GONZÁLEZ, IVÁN. SILENCIO DEL MUNDO ROTO

SILENCIO DEL MUNDO ROTO

 

Cuando callan las palabras y fluyen los pensamientos a borbotones como un manantial desbordado, queda una poesía profunda, reflexiva, que nos empapa la conciencia, que nos invita a pensar y a sentir, pero, sobre todo, a vivir cualquier episodio del día a día como si fuese el último. Una literatura tan realista como auténtica.

Cuando es el mundo el único marco donde se desenvuelven los deseos y la mujer el escenario propicio donde desembarcar las nostalgias y los sueños, no hay más consuelo que aplicar las reglas del tiempo, no hay más remedio que pisar a fondo sobre la tierra en ese intento desesperado por que nuestras huellas sigan latiendo más allá de sus pasos, por que esbocen una caligrafía legible donde mojen sus pies los recuerdos, donde se pueda leer el mensaje siguiente: si tus pisadas no son suficientes como para conmover al vecino, no se te ocurra caminar de puntillas. Sigue clavando las entrañas en la niebla.

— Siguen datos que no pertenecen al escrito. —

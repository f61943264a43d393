//! Compiler error types

use ezcmd_core::types::BlockType;
use ezcmd_core::CoreError;
use thiserror::Error;

/// Compiler error
///
/// Every error aborts the compile. Positions are indexes into the parameter
/// sequence as it stood when the failing pass reached the construct.
#[derive(Error, Debug, Clone, PartialEq)]
pub enum CompileError {
    /// Selector run without a string identifier
    #[error("All selectors must have a string identifier (at parameter {position})")]
    MissingSelectorIdentifier { position: usize },

    /// Loop marker not preceded by a number
    #[error("Iteration must be preceded by a number (at parameter {position}, found {found})")]
    IterationRequiresPrecedingNumber {
        position: usize,
        found: &'static str,
    },

    /// Action run that maps to no command kind
    #[error("Unknown command reference type (at parameter {position})")]
    UnknownCommandReference { position: usize },

    /// Condition without a selector
    #[error("All conditions must have a selector (at parameter {position})")]
    MissingConditionSelector { position: usize },

    /// Condition with neither a property nor a value
    #[error("Condition at parameter {position} must have either a property or a value")]
    MissingConditionValue { position: usize },

    /// Open parenthesis not closed where expected
    #[error("Mismatched parenthesis (at parameter {position})")]
    MismatchedParenthesis { position: usize },

    /// A parameter that should already have been folded into a condition
    #[error("Invalid token inside condition: {found} (at parameter {position})")]
    InvalidConditionToken {
        position: usize,
        found: &'static str,
    },

    /// Condition nesting beyond the configured limit
    #[error("Condition nesting exceeds the limit of {limit}")]
    ConditionTooDeep { limit: usize },

    /// No handler registered for a selector's block type
    #[error("No block handler registered for {0:?}")]
    MissingBlockHandler(BlockType),

    /// Options document that could not be loaded
    #[error("Invalid compiler options: {0}")]
    InvalidOptions(String),

    /// Failed coercion or operator in the primitive type system
    #[error(transparent)]
    Primitive(#[from] CoreError),
}

/// Result type for compiler operations
pub type Result<T> = std::result::Result<T, CompileError>;
//! Condition resolution
//!
//! Runs after an `If` marker in two phases:
//!
//! 1. **Parse**: every block-condition run (selector, comparator,
//!    aggregation mode, property, value, inline `Not`s) is folded into a
//!    `Condition` parameter. Leading `Not` and `(` tokens are skipped and
//!    left for the second phase; trailing `)` tokens are skipped, and an
//!    `And`/`Or` moves on to the next run.
//! 2. **Resolve**: `Not`, parentheses, `And` and `Or` are folded around the
//!    parsed conditions until one `Condition` remains after the `If`.
//!
//! `And` and `Or` share one precedence level and fold strictly left to
//! right, so `a OR b AND c` is `(a OR b) AND c`.

use super::ParameterProcessor;
use crate::error::{CompileError, Result};
use ezcmd_core::types::{cast_boolean, cast_number, cast_string, AggregationMode, ComparisonType};
use ezcmd_core::{BlockHandler, Condition, HandlerRegistry, Parameter, Primitive, Selector};
use std::sync::Arc;
use tracing::debug;

pub struct ConditionProcessor {
    registry: Arc<dyn HandlerRegistry>,
    max_depth: usize,
}

/// Parameters bound while scanning one block-condition run
#[derive(Debug, Default)]
struct ConditionRun {
    selector: Option<Selector>,
    comparator: Option<ComparisonType>,
    aggregation: Option<AggregationMode>,
    property: Option<Parameter>,
    value: Option<Primitive>,
    inverse_aggregation: bool,
    inverse_block_condition: bool,
    count: usize,
}

impl ConditionRun {
    /// Scan the run at the start of `params`, first occurrence of each kind
    /// wins
    fn scan(params: &[Parameter]) -> Self {
        let mut run = ConditionRun::default();

        for param in params {
            match param {
                Parameter::Selector(s) if run.selector.is_none() => run.selector = Some(s.clone()),
                Parameter::Comparison(c) if run.comparator.is_none() => run.comparator = Some(*c),
                Parameter::AggregationMode(m) if run.aggregation.is_none() => {
                    run.aggregation = Some(*m)
                }
                p if p.is_property() && run.property.is_none() => run.property = Some(p.clone()),
                p if p.is_primitive() && run.value.is_none() => run.value = p.as_primitive(),
                Parameter::Not => {
                    if run.aggregation.is_some() || run.selector.is_some() {
                        run.inverse_block_condition = !run.inverse_block_condition;
                    } else {
                        run.inverse_aggregation = !run.inverse_aggregation;
                    }
                }
                _ => break,
            }
            run.count += 1;
        }

        run
    }
}

fn into_condition(parameter: Parameter, position: usize) -> Result<Condition> {
    match parameter {
        Parameter::Condition(condition) => Ok(condition),
        other => Err(CompileError::InvalidConditionToken {
            position,
            found: other.kind_name(),
        }),
    }
}

/// Build the block condition for a run.
///
/// The condition kind follows the bound property when there is one, else the
/// bound value; the value is coerced to that kind.
fn block_condition(
    handler: &dyn BlockHandler,
    property: Option<&Parameter>,
    value: Option<&Primitive>,
    comparator: ComparisonType,
    position: usize,
) -> Result<Condition> {
    let block_type = handler.block_type();
    let missing_value = CompileError::MissingConditionValue { position };

    match (property, value) {
        (Some(Parameter::BooleanProperty(_)), _) | (None, Some(Primitive::Boolean(_))) => {
            let property = match property {
                Some(Parameter::BooleanProperty(p)) => *p,
                _ => handler.default_boolean_property(),
            };
            let value = value.map(cast_boolean).transpose()?.unwrap_or(true);
            debug!("Boolean condition on {:?}", property);
            Ok(Condition::BooleanBlock {
                block_type,
                property,
                comparator,
                value,
            })
        }
        (Some(Parameter::StringProperty(_)), _) | (None, Some(Primitive::String(_))) => {
            let property = match property {
                Some(Parameter::StringProperty(p)) => *p,
                _ => handler.default_string_property(),
            };
            let value = value.map(cast_string).ok_or(missing_value)?;
            debug!("String condition on {:?}", property);
            Ok(Condition::StringBlock {
                block_type,
                property,
                comparator,
                value,
            })
        }
        (Some(Parameter::NumericProperty(_)), _) | (None, Some(Primitive::Number(_))) => {
            let property = match property {
                Some(Parameter::NumericProperty(p)) => *p,
                _ => handler.default_numeric_property(handler.default_direction()),
            };
            let value = cast_number(value.ok_or(missing_value)?)?;
            debug!("Numeric condition on {:?}", property);
            Ok(Condition::NumericBlock {
                block_type,
                property,
                comparator,
                value,
            })
        }
        _ => Err(missing_value),
    }
}

impl ConditionProcessor {
    pub fn new(registry: Arc<dyn HandlerRegistry>, max_depth: usize) -> Self {
        Self {
            registry,
            max_depth,
        }
    }

    /// Phase 1: fold every block-condition run reachable from `index`
    fn parse_condition_tokens(&self, params: &mut Vec<Parameter>, mut index: usize) -> Result<()> {
        loop {
            while matches!(params.get(index), Some(Parameter::Not | Parameter::OpenParen)) {
                index += 1;
            }

            self.parse_block_condition(params, index)?;

            let mut next = index + 1;
            while matches!(params.get(next), Some(Parameter::CloseParen)) {
                next += 1;
            }

            match params.get(next) {
                Some(Parameter::And | Parameter::Or) if next + 1 < params.len() => {
                    debug!("Next token after condition is {}, continuing", params[next].kind_name());
                    index = next + 1;
                }
                _ => return Ok(()),
            }
        }
    }

    /// Replace the run at `index` with one `Condition` parameter
    fn parse_block_condition(&self, params: &mut Vec<Parameter>, index: usize) -> Result<()> {
        let run = ConditionRun::scan(params.get(index..).unwrap_or_default());

        let selector = run
            .selector
            .ok_or(CompileError::MissingConditionSelector { position: index })?;
        if run.value.is_none() && run.property.is_none() {
            return Err(CompileError::MissingConditionValue { position: index });
        }

        let handler = self
            .registry
            .get_handler(selector.block_type)
            .ok_or(CompileError::MissingBlockHandler(selector.block_type))?;

        let mut condition = block_condition(
            handler,
            run.property.as_ref(),
            run.value.as_ref(),
            run.comparator.unwrap_or_default(),
            index,
        )?;
        if run.inverse_block_condition {
            condition = Condition::not(condition);
        }

        let mut condition = Condition::aggregate(
            run.aggregation.unwrap_or_default(),
            condition,
            handler.entity_provider(&selector),
        );
        if run.inverse_aggregation {
            condition = Condition::not(condition);
        }

        debug!(
            "Parsed condition at index {} from {} parameters: {}",
            index, run.count, condition
        );
        params.splice(index..index + run.count, std::iter::once(Parameter::Condition(condition)));
        Ok(())
    }

    /// Phase 2: fold the expression at `index` and any `And`/`Or` chain
    /// that follows it into a single `Condition`
    fn resolve_chain(&self, params: &mut Vec<Parameter>, index: usize, depth: usize) -> Result<()> {
        self.resolve_primary(params, index, depth)?;

        while index + 2 < params.len() {
            let is_or = match params[index + 1] {
                Parameter::And => false,
                Parameter::Or => true,
                _ => break,
            };

            self.resolve_primary(params, index + 2, depth)?;
            let right = into_condition(params.remove(index + 2), index + 2)?;
            params.remove(index + 1);
            let left = into_condition(params.remove(index), index)?;

            let combined = if is_or {
                Condition::or(left, right)
            } else {
                Condition::and(left, right)
            };
            debug!("Folded {} at index {}", if is_or { "Or" } else { "And" }, index);
            params.insert(index, Parameter::Condition(combined));
        }

        Ok(())
    }

    /// Reduce a single operand (`Not x`, `( ... )` or a parsed condition) at
    /// `index` to one `Condition`
    fn resolve_primary(&self, params: &mut Vec<Parameter>, index: usize, depth: usize) -> Result<()> {
        if depth >= self.max_depth {
            return Err(CompileError::ConditionTooDeep {
                limit: self.max_depth,
            });
        }

        match params.get(index) {
            Some(Parameter::Condition(_)) => Ok(()),
            Some(Parameter::Not) => {
                params.remove(index);
                self.resolve_primary(params, index, depth + 1)?;
                let inner = into_condition(params.remove(index), index)?;
                params.insert(index, Parameter::Condition(Condition::not(inner)));
                Ok(())
            }
            Some(Parameter::OpenParen) => {
                self.resolve_chain(params, index + 1, depth + 1)?;
                if !matches!(params.get(index + 2), Some(Parameter::CloseParen)) {
                    return Err(CompileError::MismatchedParenthesis { position: index });
                }
                params.remove(index + 2);
                params.remove(index);
                Ok(())
            }
            Some(other) => Err(CompileError::InvalidConditionToken {
                position: index,
                found: other.kind_name(),
            }),
            None => Err(CompileError::InvalidConditionToken {
                position: index,
                found: "end of parameters",
            }),
        }
    }
}

impl ParameterProcessor for ConditionProcessor {
    fn name(&self) -> &'static str {
        "ConditionProcessor"
    }

    fn should_process(&self, parameter: &Parameter) -> bool {
        matches!(parameter, Parameter::If)
    }

    fn convert_next(&self, parameters: &mut Vec<Parameter>, index: usize) -> Result<usize> {
        debug!("Attempting to parse condition at index {}", index);
        let start = index + 1;
        self.parse_condition_tokens(parameters, start)?;
        self.resolve_chain(parameters, start, 0)?;

        // Every group opened inside the condition has been closed by now
        if matches!(parameters.get(start + 1), Some(Parameter::CloseParen)) {
            return Err(CompileError::MismatchedParenthesis { position: start + 1 });
        }
        Ok(start + 1)
    }
}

Cuando el desengaño nos muerde el cuello de forma tan sutil como inevitable, no le respondamos con más besos. Atemos el corazón a la cintura del viento y dejemos que la caricia se precipite contra nosotros, se lance al vacío. Viva y muera con tantas ansias como desencanto.

Iván González recrea un universo tachado de pasado donde la experiencia se acuesta sobre un lenguaje sin eufemismos, sobre el colchón dolorido de las palabras, como un desfile de fotos antiguas que se niegan a caer en el olvido. No dibuja un mapa del deseo redondo, sino una realidad con sus aristas, un sueño de contrastes, de extremos en donde danza sin remedio todo ser humano. Un silencio repleto de música, de resonancias que repican más allá del verso. Es una poesía de la imagen donde el cine se da cita con frecuencia.  

Poemas largos, narrativos, donde el corazón se empeña en hacer sus propias caminatas por el sendero de la memoria, por una infancia que revolotea por el cielo de Madrid. Poemas extensos que nos recuerdan que la felicidad es breve, es efímera, como una paloma que emprende el vuelo entre nuestras manos. La capital de España se identifica con el paraíso perdido de la infancia donde acude el poeta en busca de refugio después de la derrota. Sin embargo, la caída no simboliza el fin del mundo, sino la senda amable por la que transita la experiencia, el modo más eficaz para aprender a convivir con los fantasmas y con nuestros propios errores.